You'll need a weed wacker to get to the front door of painter Eric Cox's historic district home, every room of which doubles as a studio for the artist. Along with artwork, Cox's dining room sports a bed used mostly as a work table; the bedroom is a workshop/painting area neatly crammed with tools and spray paint cans, and, amid the visual overload, he's eked out a real seating area in the front room of his charming 1920s abode.
Kathleen Vanesian Eric Cox
Cox's work currently can be seen in "Silver Blue: New Work on Old Age by Eric Cox and Constance McBride" at R. Pela Contemporary Art through the month of September.
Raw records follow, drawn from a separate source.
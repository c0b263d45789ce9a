//! Journal-backed spell record store with a content-addressed vault.
//!
//! This crate provides:
//! - `RecordStore`, an in-memory record index rebuilt from an append-only
//!   journal, with one journal frame per committed batch
//! - `Vault`, canonical bytes stored by content hash with garbage
//!   collection and an integrity pass that regenerates damaged entries
//! - Chunked, resumable hash backfill over unhashed records
//! - Import staging, conflict decisions and transactional apply
//! - Recompute, integrity and collision reports
//! - Keyed locks serializing writers on one record or one hash
//!
//! Core invariants:
//! - A content hash names one canonical content; a write that would give a
//!   hash to different content is refused
//! - A batch is visible in full or not at all, on disk and in memory
//! - A vault entry's bytes always hash to its file name
//! - Garbage collection never removes an entry a concurrent writer is about
//!   to reference

#![deny(missing_docs)]

/// Recompute, integrity and collision reports.
pub mod admin;
/// Bulk hash backfill.
pub mod backfill;
/// Error types for store and vault operations.
pub mod error;
/// Record selection filters.
pub mod filter;
/// Import staging and apply.
pub mod import;
/// Per-record and per-hash write locks.
pub mod locks;
/// Scoped worker pool for pure stages.
pub mod pool;
/// Journal-backed record store.
pub mod store;
/// Content-addressed vault.
pub mod vault;

pub use admin::{
    check_integrity, detect_collisions, recompute_all, CollisionGroup, CollisionKind, HashChange,
    HashMismatch, IntegrityReport, RecomputeReport, RecordFailure, StoreRegenerator,
};
pub use backfill::{
    backfill, backfill_until, BackfillCheckpoint, BackfillItem, BackfillOptions, BackfillSummary,
};
pub use error::{StoreError, VaultError};
pub use filter::{HashFilter, IdentityFilter, MissingHash, NameFilter, OrFilter, RecordFilter};
pub use import::{apply, stage, Applied, ImportReport, ImportSession, RejectedImport};
pub use locks::{KeyGuard, KeyedLocks, LockKey};
pub use pool::{default_workers, parallel_map};
pub use store::{content_bytes, BatchOutcome, Commit, RecordStore, RejectedWrite, StoreOptions};
pub use vault::{
    GcReport, IntegrityIssue, IssueKind, ReferenceSource, Regenerator, Vault, VaultConfig,
    VaultPin, VaultReport,
};
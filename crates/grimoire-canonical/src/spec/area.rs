use crate::scalar::{format_number, Scalar, ScalarMode};
use serde::{Deserialize, Serialize};
use std::fmt;

/// Area-of-effect shape.
#[derive(Debug, Clone, Copy, Default, PartialEq, Eq, Hash, Serialize, Deserialize)]
#[serde(rename_all = "snake_case")]
pub enum AreaKind {
    /// Flat circle.
    RadiusCircle,
    /// Sphere.
    RadiusSphere,
    /// Cone.
    Cone,
    /// Line.
    Line,
    /// Flat rectangle.
    Rect,
    /// Rectangular prism.
    RectPrism,
    /// Cylinder.
    Cylinder,
    /// Wall.
    Wall,
    /// Cube.
    Cube,
    /// Free volume.
    Volume,
    /// Surface area.
    Surface,
    /// Grid tiles.
    Tiles,
    /// A number of creatures.
    Creatures,
    /// A number of objects.
    Objects,
    /// A named region.
    Region,
    /// A perception-bounded scope.
    Scope,
    /// A single point.
    Point,
    /// Unparsed legacy text.
    #[default]
    Special,
}

/// Dimension unit for area measurements.
#[derive(Debug, Clone, Copy, PartialEq, Eq, Hash, Serialize, Deserialize)]
#[serde(rename_all = "snake_case")]
pub enum AreaUnit {
    /// Feet.
    Ft,
    /// Yards.
    Yd,
    /// Miles.
    Mi,
    /// Inches (tabletop scale).
    Inch,
    /// Square feet.
    Ft2,
    /// Square yards.
    Yd2,
    /// Cubic feet.
    Ft3,
    /// Cubic yards.
    Yd3,
}

impl AreaUnit {
    /// Label used in display text.
    pub fn label(self) -> &'static str {
        match self {
            AreaUnit::Ft => "ft",
            AreaUnit::Yd => "yd",
            AreaUnit::Mi => "mi",
            AreaUnit::Inch => "inch",
            AreaUnit::Ft2 => "sq ft",
            AreaUnit::Yd2 => "sq yd",
            AreaUnit::Ft3 => "cu ft",
            AreaUnit::Yd3 => "cu yd",
        }
    }
}

/// Grid tile unit.
#[derive(Debug, Clone, Copy, PartialEq, Eq, Hash, Serialize, Deserialize)]
#[serde(rename_all = "snake_case")]
pub enum TileUnit {
    /// Square grid cell.
    Square,
    /// Hex grid cell.
    Hex,
    /// Room.
    Room,
    /// Floor.
    Floor,
}

impl TileUnit {
    /// Plural label used in display text.
    pub fn plural(self) -> &'static str {
        match self {
            TileUnit::Square => "squares",
            TileUnit::Hex => "hexes",
            TileUnit::Room => "rooms",
            TileUnit::Floor => "floors",
        }
    }
}

/// What a counted area counts.
#[derive(Debug, Clone, Copy, PartialEq, Eq, Hash, Serialize, Deserialize)]
#[serde(rename_all = "snake_case")]
pub enum CountSubject {
    /// Creatures of any kind.
    Creature,
    /// Undead creatures.
    Undead,
    /// Allies.
    Ally,
    /// Enemies.
    Enemy,
    /// Objects.
    Object,
    /// Structures.
    Structure,
}

/// Structured area of effect.
#[derive(Debug, Clone, Default, PartialEq, Serialize, Deserialize)]
pub struct AreaSpec {
    /// Shape.
    pub kind: AreaKind,
    /// Unit shared by every linear, square or cubic dimension.
    #[serde(default, skip_serializing_if = "Option::is_none")]
    pub unit: Option<AreaUnit>,
    /// Radius.
    #[serde(default, skip_serializing_if = "Option::is_none")]
    pub radius: Option<Scalar>,
    /// Diameter.
    #[serde(default, skip_serializing_if = "Option::is_none")]
    pub diameter: Option<Scalar>,
    /// Length.
    #[serde(default, skip_serializing_if = "Option::is_none")]
    pub length: Option<Scalar>,
    /// Width.
    #[serde(default, skip_serializing_if = "Option::is_none")]
    pub width: Option<Scalar>,
    /// Height.
    #[serde(default, skip_serializing_if = "Option::is_none")]
    pub height: Option<Scalar>,
    /// Thickness.
    #[serde(default, skip_serializing_if = "Option::is_none")]
    pub thickness: Option<Scalar>,
    /// Cube edge.
    #[serde(default, skip_serializing_if = "Option::is_none")]
    pub edge: Option<Scalar>,
    /// Cone angle in degrees.
    #[serde(default, skip_serializing_if = "Option::is_none")]
    pub angle_deg: Option<f64>,
    /// Surface area.
    #[serde(default, skip_serializing_if = "Option::is_none")]
    pub surface_area: Option<Scalar>,
    /// Volume.
    #[serde(default, skip_serializing_if = "Option::is_none")]
    pub volume: Option<Scalar>,
    /// Tile unit for `tiles`.
    #[serde(default, skip_serializing_if = "Option::is_none")]
    pub tile_unit: Option<TileUnit>,
    /// Number of tiles.
    #[serde(default, skip_serializing_if = "Option::is_none")]
    pub tile_count: Option<Scalar>,
    /// Number of creatures or objects.
    #[serde(default, skip_serializing_if = "Option::is_none")]
    pub count: Option<Scalar>,
    /// What `count` counts.
    #[serde(default, skip_serializing_if = "Option::is_none")]
    pub count_subject: Option<CountSubject>,
    /// Free-form notes.
    #[serde(default, skip_serializing_if = "Option::is_none")]
    pub notes: Option<String>,
    /// Original text when the area could not be parsed.
    #[serde(default, skip_serializing_if = "Option::is_none")]
    pub raw_legacy_value: Option<String>,
}

impl AreaSpec {
    /// Fallback variant preserving `text`.
    pub fn special(text: impl Into<String>) -> Self {
        Self {
            kind: AreaKind::Special,
            raw_legacy_value: Some(text.into()),
            ..Default::default()
        }
    }

    /// A shape with no dimensions set yet.
    pub fn shape(kind: AreaKind, unit: Option<AreaUnit>) -> Self {
        Self {
            kind,
            unit,
            ..Default::default()
        }
    }

    /// Whether this is the fallback variant.
    pub fn is_special(&self) -> bool {
        self.kind == AreaKind::Special
    }

    fn dim(&self, scalar: &Option<Scalar>) -> String {
        let unit = self.unit.map(AreaUnit::label).unwrap_or("");
        scalar
            .as_ref()
            .map(|s| s.describe(unit))
            .unwrap_or_else(|| "0".into())
    }
}

fn count_text(count: &Option<Scalar>) -> String {
    match count {
        Some(s) if s.mode == ScalarMode::PerLevel => s.describe(""),
        Some(s) => format_number(s.value.unwrap_or(0.0)),
        None => "1".into(),
    }
}

impl fmt::Display for AreaSpec {
    fn fmt(&self, f: &mut fmt::Formatter<'_>) -> fmt::Result {
        match self.kind {
            AreaKind::Special => f.write_str(self.raw_legacy_value.as_deref().unwrap_or("Special")),
            AreaKind::Point => f.write_str("Point"),
            AreaKind::Region => f.write_str("Region"),
            AreaKind::Scope => f.write_str("Scope"),
            AreaKind::RadiusCircle if self.radius.is_none() && self.diameter.is_some() => {
                write!(f, "{} diameter", self.dim(&self.diameter))
            }
            AreaKind::RadiusCircle => write!(f, "{} radius", self.dim(&self.radius)),
            AreaKind::RadiusSphere => write!(f, "{} radius sphere", self.dim(&self.radius)),
            AreaKind::Cone => {
                write!(f, "{} cone", self.dim(&self.length))?;
                if let Some(angle) = self.angle_deg {
                    write!(f, " ({} degrees)", format_number(angle))?;
                }
                Ok(())
            }
            AreaKind::Line => {
                write!(f, "{} line", self.dim(&self.length))?;
                if self.width.is_some() {
                    write!(f, ", {} wide", self.dim(&self.width))?;
                }
                Ok(())
            }
            AreaKind::Rect => write!(f, "{} x {}", self.dim(&self.length), self.dim(&self.width)),
            AreaKind::RectPrism => write!(
                f,
                "{} x {} x {}",
                self.dim(&self.length),
                self.dim(&self.width),
                self.dim(&self.height)
            ),
            AreaKind::Cylinder => write!(
                f,
                "{} radius cylinder, {} high",
                self.dim(&self.radius),
                self.dim(&self.height)
            ),
            AreaKind::Wall => {
                write!(f, "{} wall", self.dim(&self.length))?;
                if self.height.is_some() {
                    write!(f, ", {} high", self.dim(&self.height))?;
                }
                if self.thickness.is_some() {
                    write!(f, ", {} thick", self.dim(&self.thickness))?;
                }
                Ok(())
            }
            AreaKind::Cube => write!(f, "{} cube", self.dim(&self.edge)),
            AreaKind::Volume => f.write_str(&self.dim(&self.volume)),
            AreaKind::Surface => f.write_str(&self.dim(&self.surface_area)),
            AreaKind::Tiles => {
                let unit = self.tile_unit.unwrap_or(TileUnit::Square);
                write!(f, "{} {}", count_text(&self.tile_count), unit.plural())
            }
            AreaKind::Creatures => {
                let noun = match self.count_subject {
                    Some(CountSubject::Undead) => "undead",
                    Some(CountSubject::Ally) => "allies",
                    Some(CountSubject::Enemy) => "enemies",
                    _ => "creatures",
                };
                write!(f, "{} {}", count_text(&self.count), noun)
            }
            AreaKind::Objects => {
                let noun = match self.count_subject {
                    Some(CountSubject::Structure) => "structures",
                    _ => "objects",
                };
                write!(f, "{} {}", count_text(&self.count), noun)
            }
        }
    }
}

#[cfg(test)]
mod tests {
    use super::*;

    #[test]
    fn sphere_display() {
        let mut spec = AreaSpec::shape(AreaKind::RadiusSphere, Some(AreaUnit::Ft));
        spec.radius = Some(Scalar::fixed(20.0));
        assert_eq!(spec.to_string(), "20 ft radius sphere");
    }

    #[test]
    fn wall_display_lists_optional_dimensions() {
        let mut spec = AreaSpec::shape(AreaKind::Wall, Some(AreaUnit::Ft));
        spec.length = Some(Scalar::per_level(10.0));
        spec.thickness = Some(Scalar::fixed(1.0));
        assert_eq!(spec.to_string(), "10 ft/level wall, 1 ft thick");
    }

    #[test]
    fn creature_count_display() {
        let mut spec = AreaSpec::shape(AreaKind::Creatures, None);
        spec.count = Some(Scalar::per_level(1.0));
        spec.count_subject = Some(CountSubject::Creature);
        assert_eq!(spec.to_string(), "1/level creatures");
    }

    #[test]
    fn serializes_only_populated_dimensions() {
        let mut spec = AreaSpec::shape(AreaKind::Cube, Some(AreaUnit::Ft));
        spec.edge = Some(Scalar::fixed(10.0));
        assert_eq!(
            serde_json::to_string(&spec).unwrap(),
            r#"{"kind":"cube","unit":"ft","edge":{"mode":"fixed","value":10.0}}"#
        );
    }
}
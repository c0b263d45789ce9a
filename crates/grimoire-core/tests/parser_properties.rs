use grimoire_core::{parse, FieldKind};
use proptest::prelude::*;

fn kind() -> impl Strategy<Value = FieldKind> {
    prop::sample::select(FieldKind::ALL.to_vec())
}

fn range_text() -> impl Strategy<Value = String> {
    (1u32..500, 1u32..50, prop::sample::select(vec!["ft", "yd", "yds.", "feet", "mi"])).prop_flat_map(
        |(base, step, unit)| {
            prop::sample::select(vec![
                format!("{} {}", base, unit),
                format!("{} {}/level", step, unit),
                format!("{} {} + {} {}/level", base, unit, step, unit),
                format!("{} {} (LOS)", base, unit),
            ])
        },
    )
}

fn damage_text() -> impl Strategy<Value = String> {
    (1u32..10, prop::sample::select(vec![4u32, 6, 8, 10]), 2u32..20).prop_flat_map(|(n, sides, cap)| {
        prop::sample::select(vec![
            format!("{}d{}", n, sides),
            format!("1d{}/level (max {}d{})", sides, cap, sides),
            format!("{}d{} + {}", n, sides, cap),
            format!("{}d{} fire", n, sides),
        ])
    })
}

fn duration_text() -> impl Strategy<Value = String> {
    (1u32..60, prop::sample::select(vec!["round", "turn", "hour", "day"])).prop_flat_map(|(n, unit)| {
        prop::sample::select(vec![
            format!("{} {}s", n, unit),
            format!("{} {}/level", n, unit),
            "Instantaneous".to_string(),
            "Permanent".to_string(),
        ])
    })
}

proptest! {
    #[test]
    fn parsing_never_loses_text(kind in kind(), text in "\\PC{0,60}") {
        let parsed = parse(kind, &text);
        if parsed.is_special() {
            let kept = parsed.preserved_text().unwrap_or("");
            prop_assert_eq!(kept.trim(), text.trim());
        }
    }

    #[test]
    fn special_display_reparses_to_itself(kind in kind(), text in "[a-zA-Z ,;()?]{1,40}") {
        let parsed = parse(kind, &text);
        if parsed.is_special() {
            prop_assert_eq!(parse(kind, &parsed.display()), parsed);
        }
    }

    #[test]
    fn range_display_reparses(text in range_text()) {
        let parsed = parse(FieldKind::Range, &text);
        prop_assert!(!parsed.is_special(), "{}", text);
        prop_assert_eq!(parse(FieldKind::Range, &parsed.display()), parsed);
    }

    #[test]
    fn damage_display_reparses(text in damage_text()) {
        let parsed = parse(FieldKind::Damage, &text);
        prop_assert!(!parsed.is_special(), "{}", text);
        prop_assert_eq!(parse(FieldKind::Damage, &parsed.display()), parsed);
    }

    #[test]
    fn duration_display_reparses(text in duration_text()) {
        let parsed = parse(FieldKind::Duration, &text);
        prop_assert!(!parsed.is_special(), "{}", text);
        prop_assert_eq!(parse(FieldKind::Duration, &parsed.display()), parsed);
    }

    #[test]
    fn parsing_is_deterministic(kind in kind(), text in "\\PC{0,40}") {
        prop_assert_eq!(parse(kind, &text), parse(kind, &text));
    }
}
//! Canonical content model for spell records.
//!
//! This crate provides:
//! - Structured shapes for every free-text field kind
//! - The schema model, record validator and materializer
//! - The canonicalization pipeline producing byte-exact content
//! - `ContentHash`, the SHA-256 digest of canonical bytes
//!
//! Core invariants:
//! - Equal content always yields equal bytes and an equal hash
//! - Every field that participates in hashing is decided here

#![deny(missing_docs)]

/// Content-only projection produced by the canonicalizer.
pub mod canonical_spell;
/// Canonicalization pipeline for deterministic hashing.
pub mod canonicalizer;
/// Content hash primitive.
pub mod digest;
/// Hygiene report types emitted during canonicalization.
pub mod hygiene;
mod path;
/// Fixed-or-per-level quantities.
pub mod scalar;
/// Active schema model.
pub mod schema;
/// Byte-exact serializer.
pub mod serializer;
/// Structured field shapes.
pub mod spec;
/// String sanitation and enum lookup folding.
pub mod text;
/// Record validation, materialization and schema migration.
pub mod validation;

pub use canonical_spell::CanonicalSpell;
pub use canonicalizer::{CanonicalizationError, CanonicalizationResult, Canonicalizer};
pub use digest::ContentHash;
pub use hygiene::{HygieneReport, HygieneStatus, HygieneWarning};
pub use scalar::{Rounding, Scalar, ScalarMode};
pub use schema::{SchemaError, SpellSchema, Tradition};
pub use serializer::to_canonical_bytes;
pub use text::TextMode;
pub use validation::{ValidationError, Violation, VersionStatus};
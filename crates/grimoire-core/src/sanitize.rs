use regex::Regex;
use serde::{Deserialize, Serialize};
use serde_json::Value;
use std::sync::OnceLock;
use thiserror::Error;
use tracing::{debug, warn};
use url::Url;

use crate::record::SpellRecord;

/// Limits applied to untrusted import input.
#[derive(Debug, Clone, PartialEq, Serialize, Deserialize)]
#[serde(default)]
pub struct ImportPolicy {
    /// Largest accepted text field, in bytes.
    pub max_field_bytes: usize,
    /// Largest accepted serialized record, in bytes.
    pub max_record_bytes: usize,
    /// URL schemes allowed in source references.
    pub allowed_url_schemes: Vec<String>,
    /// Conflict count at which a bulk decision is offered.
    pub bulk_threshold: usize,
}

impl Default for ImportPolicy {
    fn default() -> Self {
        Self {
            max_field_bytes: 64 * 1024,
            max_record_bytes: 512 * 1024,
            allowed_url_schemes: vec!["https".into(), "http".into()],
            bulk_threshold: 10,
        }
    }
}

/// Reason an incoming field or record was refused.
#[derive(Debug, Clone, PartialEq, Eq, Error)]
pub enum SanitizeError {
    /// A text field exceeds `max_field_bytes`.
    #[error("field {field} is {len} bytes, limit is {max}")]
    FieldTooLarge {
        /// Field name.
        field: String,
        /// Actual size.
        len: usize,
        /// Limit.
        max: usize,
    },
    /// The serialized record exceeds `max_record_bytes`.
    #[error("record is {len} bytes, limit is {max}")]
    RecordTooLarge {
        /// Actual size.
        len: usize,
        /// Limit.
        max: usize,
    },
    /// Script content found in a text field.
    #[error("field {field} contains script content")]
    ScriptContent {
        /// Field name.
        field: String,
    },
    /// A reference URL does not parse.
    #[error("invalid reference URL '{url}': {reason}")]
    InvalidUrl {
        /// The URL as given.
        url: String,
        /// Parser message.
        reason: String,
    },
    /// A reference URL uses a scheme outside the allow-list.
    #[error("URL scheme '{scheme}' is not allowed")]
    DisallowedScheme {
        /// Offending scheme.
        scheme: String,
    },
}

fn script_pattern() -> &'static Regex {
    static PATTERN: OnceLock<Regex> = OnceLock::new();
    PATTERN.get_or_init(|| {
        Regex::new(r"(?i)<\s*script|javascript\s*:|vbscript\s*:|\bon[a-z]+\s*=\s*['\x22]")
            .expect("invalid regex")
    })
}

fn markup_pattern() -> &'static Regex {
    static PATTERN: OnceLock<Regex> = OnceLock::new();
    PATTERN.get_or_init(|| Regex::new(r"</?[A-Za-z][A-Za-z0-9]*(?:\s[^<>]*)?/?>").expect("invalid regex"))
}

impl ImportPolicy {
    /// Checks size and script content of one field, returning it with
    /// markup tags removed.
    pub fn clean_text(&self, field: &str, text: &str) -> Result<String, SanitizeError> {
        if text.len() > self.max_field_bytes {
            return Err(SanitizeError::FieldTooLarge {
                field: field.to_string(),
                len: text.len(),
                max: self.max_field_bytes,
            });
        }
        if script_pattern().is_match(text) {
            warn!(field, "rejected script content");
            return Err(SanitizeError::ScriptContent {
                field: field.to_string(),
            });
        }
        let cleaned = markup_pattern().replace_all(text, "");
        if cleaned.len() != text.len() {
            debug!(field, "stripped markup");
        }
        Ok(cleaned.into_owned())
    }

    /// Checks a reference URL against the scheme allow-list.
    pub fn check_url(&self, url: &str) -> Result<Url, SanitizeError> {
        let parsed = Url::parse(url.trim()).map_err(|err| SanitizeError::InvalidUrl {
            url: url.to_string(),
            reason: err.to_string(),
        })?;
        if !self
            .allowed_url_schemes
            .iter()
            .any(|s| s.eq_ignore_ascii_case(parsed.scheme()))
        {
            return Err(SanitizeError::DisallowedScheme {
                scheme: parsed.scheme().to_string(),
            });
        }
        Ok(parsed)
    }

    fn clean_option(&self, field: &str, text: &mut Option<String>) -> Result<(), SanitizeError> {
        if let Some(value) = text.as_mut() {
            *value = self.clean_text(field, value)?;
        }
        Ok(())
    }

    fn clean_value(&self, field: &str, value: &mut Value) -> Result<(), SanitizeError> {
        match value {
            Value::String(s) => *s = self.clean_text(field, s)?,
            Value::Array(items) => {
                for item in items {
                    self.clean_value(field, item)?;
                }
            }
            Value::Object(map) => {
                for (key, child) in map.iter_mut() {
                    self.clean_value(&format!("{}.{}", field, key), child)?;
                }
            }
            _ => {}
        }
        Ok(())
    }

    /// Applies the policy to an incoming record in place. The first
    /// violation rejects the record.
    pub fn sanitize_record(&self, record: &mut SpellRecord) -> Result<(), SanitizeError> {
        let len = serde_json::to_vec(&*record).map(|b| b.len()).unwrap_or(usize::MAX);
        if len > self.max_record_bytes {
            return Err(SanitizeError::RecordTooLarge {
                len,
                max: self.max_record_bytes,
            });
        }

        record.name = self.clean_text("name", &record.name)?;
        record.description = self.clean_text("description", &record.description)?;
        for (field, text) in [
            ("tradition", &mut record.tradition),
            ("school", &mut record.school),
            ("sphere", &mut record.sphere),
            ("class_list", &mut record.class_list),
            ("range", &mut record.range),
            ("components", &mut record.components),
            ("material_components", &mut record.material_components),
            ("casting_time", &mut record.casting_time),
            ("duration", &mut record.duration),
            ("area", &mut record.area),
            ("saving_throw", &mut record.saving_throw),
            ("damage", &mut record.damage),
            ("magic_resistance", &mut record.magic_resistance),
            ("tags", &mut record.tags),
        ] {
            self.clean_option(field, text)?;
        }

        let meta = &mut record.metadata;
        for (field, text) in [
            ("source", &mut meta.source),
            ("edition", &mut meta.edition),
            ("author", &mut meta.author),
            ("license", &mut meta.license),
        ] {
            self.clean_option(field, text)?;
        }
        for reference in &mut meta.source_refs {
            reference.url = self.check_url(&reference.url)?.to_string();
            self.clean_option("source_refs.label", &mut reference.label)?;
        }

        if let Some(structured) = record.structured.as_mut() {
            self.clean_value("structured", structured)?;
        }
        Ok(())
    }
}

#[cfg(test)]
mod tests {
    use super::*;
    use crate::record::SourceRef;

    fn record() -> SpellRecord {
        SpellRecord::new(0, "Light", 1, "Makes <b>light</b>.")
    }

    #[test]
    fn markup_is_stripped() {
        let mut record = record();
        ImportPolicy::default().sanitize_record(&mut record).unwrap();
        assert_eq!(record.description, "Makes light.");
    }

    #[test]
    fn comparisons_are_not_markup() {
        let policy = ImportPolicy::default();
        assert_eq!(policy.clean_text("damage", "1d6 < 2d6 > 1").unwrap(), "1d6 < 2d6 > 1");
    }

    #[test]
    fn script_is_rejected() {
        let mut record = record();
        record.range = Some("<script>alert(1)</script>".into());
        let err = ImportPolicy::default().sanitize_record(&mut record).unwrap_err();
        assert_eq!(err, SanitizeError::ScriptContent { field: "range".into() });
    }

    #[test]
    fn oversized_field_is_rejected() {
        let policy = ImportPolicy {
            max_field_bytes: 8,
            ..Default::default()
        };
        let err = policy.clean_text("name", "A very long name").unwrap_err();
        assert!(matches!(err, SanitizeError::FieldTooLarge { len: 16, max: 8, .. }));
    }

    #[test]
    fn url_schemes_are_restricted() {
        let policy = ImportPolicy::default();
        assert!(policy.check_url("https://example.test/phb").is_ok());
        assert_eq!(
            policy.check_url("javascript:alert(1)").unwrap_err(),
            SanitizeError::DisallowedScheme { scheme: "javascript".into() }
        );
        assert!(matches!(policy.check_url("not a url"), Err(SanitizeError::InvalidUrl { .. })));

        let mut record = record();
        record.metadata.source_refs.push(SourceRef {
            url: "ftp://example.test/x".into(),
            label: None,
        });
        assert!(policy.sanitize_record(&mut record).is_err());
    }

    #[test]
    fn structured_strings_are_checked() {
        let mut record = record();
        record.structured = Some(serde_json::json!({"range": {"kind": "special", "raw_legacy_value": "javascript:x"}}));
        let err = ImportPolicy::default().sanitize_record(&mut record).unwrap_err();
        assert_eq!(err, SanitizeError::ScriptContent { field: "structured.range.raw_legacy_value".into() });
    }
}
The artist takes on the vagaries of physical and mental aging in the series of images on display, which features haunting portraits of elderly people painted on pages taken from highly graphic medical and nursing texts illustrating step-by-step invasive medical procedures to which the elderly and infirm are routinely subjected.
What's your earliest memory of Phoenix?
I remember going to a gallery in Trinity Cathedral on 3rd Avenue and Roosevelt. I came here to Phoenix to visit my sister around 2002. It was the reason I decided to move to Phoenix because someone from the New Times interviewed me at the show about this event I was at -- First Friday. I rode around on a bus and they dropped me off at galleries and I had wine and cheese. I thought, "Amazing," but then maybe it wasn't so amazing after I got here.